Una voz grave inundó la estancia con un fuerte eco. Por primera vez Marcos se dio cuenta del lugar en el que se encontraba: parecía una gran caverna con escaleras en las paredes para llegar a pequeños compartimentos que, intuía, serían las habitaciones. El círculo se disolvió para dejar paso a quien había hablado. Ante la visión, Marcos retrocedió y se colocó a la espalda de Arturo: era igual que sus atacantes.

– Tranquilo, tranquilo – dijo la criatura acercándose a él entre risas -. Nunca me acostumbraré a esta primera reacción – todo el círculo se echó a reír, incluido Arturo, quien guiñó un ojo a Marcos y le sitúo al frente susurrándole al oído que se tranquilizara, que no iba a hacerle daño -. Veo que tu salvador es uno de nuestros mejores hombres, debes estar contento. Pero, perdona, debería presentarme: soy Mártel, el jefe de los Tejedores de sueños. Sé que tendrás mil dudas pero…

– Quiero ir con mis padres – interrumpió Marcos.

– Eso no va a ser posible – Mártel pareció pensar bien sus palabras -. Chico, a partir de ahora tu familia somos nosotros. Las alimañas que entraron en tu casa no sólo te atacaron… Sino que han hecho que tus padres se olviden de ti.
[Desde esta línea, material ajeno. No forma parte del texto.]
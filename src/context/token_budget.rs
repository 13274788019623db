//! Per-model token budgets
//!
//! A profile bounds how large a request may grow:
//! - `max_tokens`: the model's context window as far as this client is concerned
//! - `truncate_limit`: history is trimmed below this before sending, leaving
//!   `max_tokens - truncate_limit` tokens of headroom for the reply

use crate::error::{ChatError, Result};
use serde::{Deserialize, Serialize};

/// Headroom kept for the reply when a profile is derived from a context window
pub const REPLY_HEADROOM: usize = 500;

/// Static token configuration of one model
#[derive(Debug, Clone, PartialEq, Eq, Serialize, Deserialize)]
pub struct ModelProfile {
    pub id: String,
    pub max_tokens: usize,
    pub truncate_limit: usize,
}

impl ModelProfile {
    /// Create a profile, rejecting a truncate limit that leaves no reply room
    pub fn new(id: impl Into<String>, max_tokens: usize, truncate_limit: usize) -> Result<Self> {
        let profile = Self {
            id: id.into(),
            max_tokens,
            truncate_limit,
        };
        profile.validate()?;
        Ok(profile)
    }

    /// Built-in limits keyed on the model id
    pub fn for_model(id: &str) -> Self {
        let (max_tokens, truncate_limit) = if id.contains("gpt-4-32k") {
            (31000, 30500)
        } else if id.contains("gpt-4") {
            (7000, 6500)
        } else if id.contains("gpt-3.5-turbo-16k") {
            (15000, 14500)
        } else {
            (4000, 3500)
        };

        Self {
            id: id.to_string(),
            max_tokens,
            truncate_limit,
        }
    }

    /// Profile for a model whose context window was reported by the server
    pub fn with_context_window(id: &str, tokens: usize) -> Result<Self> {
        let truncate_limit = tokens.saturating_sub(REPLY_HEADROOM).max(tokens / 2);
        Self::new(id, tokens, truncate_limit)
    }

    /// Apply configured overrides on top of the built-in limits
    pub fn with_overrides(
        mut self,
        max_tokens: Option<usize>,
        truncate_limit: Option<usize>,
    ) -> Result<Self> {
        if let Some(max) = max_tokens {
            self.max_tokens = max;
            if truncate_limit.is_none() && self.truncate_limit >= max {
                self.truncate_limit = max.saturating_sub(REPLY_HEADROOM).max(max / 2);
            }
        }
        if let Some(limit) = truncate_limit {
            self.truncate_limit = limit;
        }
        self.validate()?;
        Ok(self)
    }

    /// Check that the profile is consistent
    pub fn validate(&self) -> Result<()> {
        if self.max_tokens == 0 || self.truncate_limit >= self.max_tokens {
            return Err(ChatError::Configuration(format!(
                "model '{}': truncate limit {} must be below max tokens {}",
                self.id, self.truncate_limit, self.max_tokens
            )));
        }
        Ok(())
    }

    /// Fail when a seed message alone does not fit the model
    pub fn check_system_prompt(&self, tokens: usize) -> Result<()> {
        if tokens > self.max_tokens {
            return Err(ChatError::SystemPromptTooLong {
                tokens,
                max: self.max_tokens,
            });
        }
        Ok(())
    }

    /// Reply size to request: what is left of the window, capped by the caller
    pub fn reply_budget(&self, prompt_tokens: usize, requested: Option<usize>) -> usize {
        let remaining = self.max_tokens.saturating_sub(prompt_tokens);
        remaining.min(requested.unwrap_or(self.max_tokens))
    }
}
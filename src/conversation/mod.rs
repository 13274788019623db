//! Conversation state
//!
//! Role-tagged messages, conversations that always keep their seed message,
//! and the store that owns them for a session.

pub mod models;
pub mod store;

pub use models::{Conversation, ConversationSet, Message, Role, DEFAULT_CONVERSATION};
pub use store::ConversationStore;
– ¡No! ¡No te creo! – gritó Marcos haciendo retumbar la caverna.

– De acuerdo. Acompáñame. Te lo mostraré.

Agarrado de la mano de Arturo, Marcos recorrió la gran estancia hasta adentrarse en un túnel que conducía a una habitación mucho más pequeña llena de pantallas. Le acercó una silla y le invitó a sentarse. Mártel pronunció en voz alta el nombre completo de Marcos y todas las pantallas se encendieron mostrando su salón. Sus padres se mostraban felices, limpiando la casa como un sábado cualquiera. No había ni rastro de él en ninguna foto, habían desaparecido sus juguetes, sus cintas. Todo lo que a él se refería se había esfumado.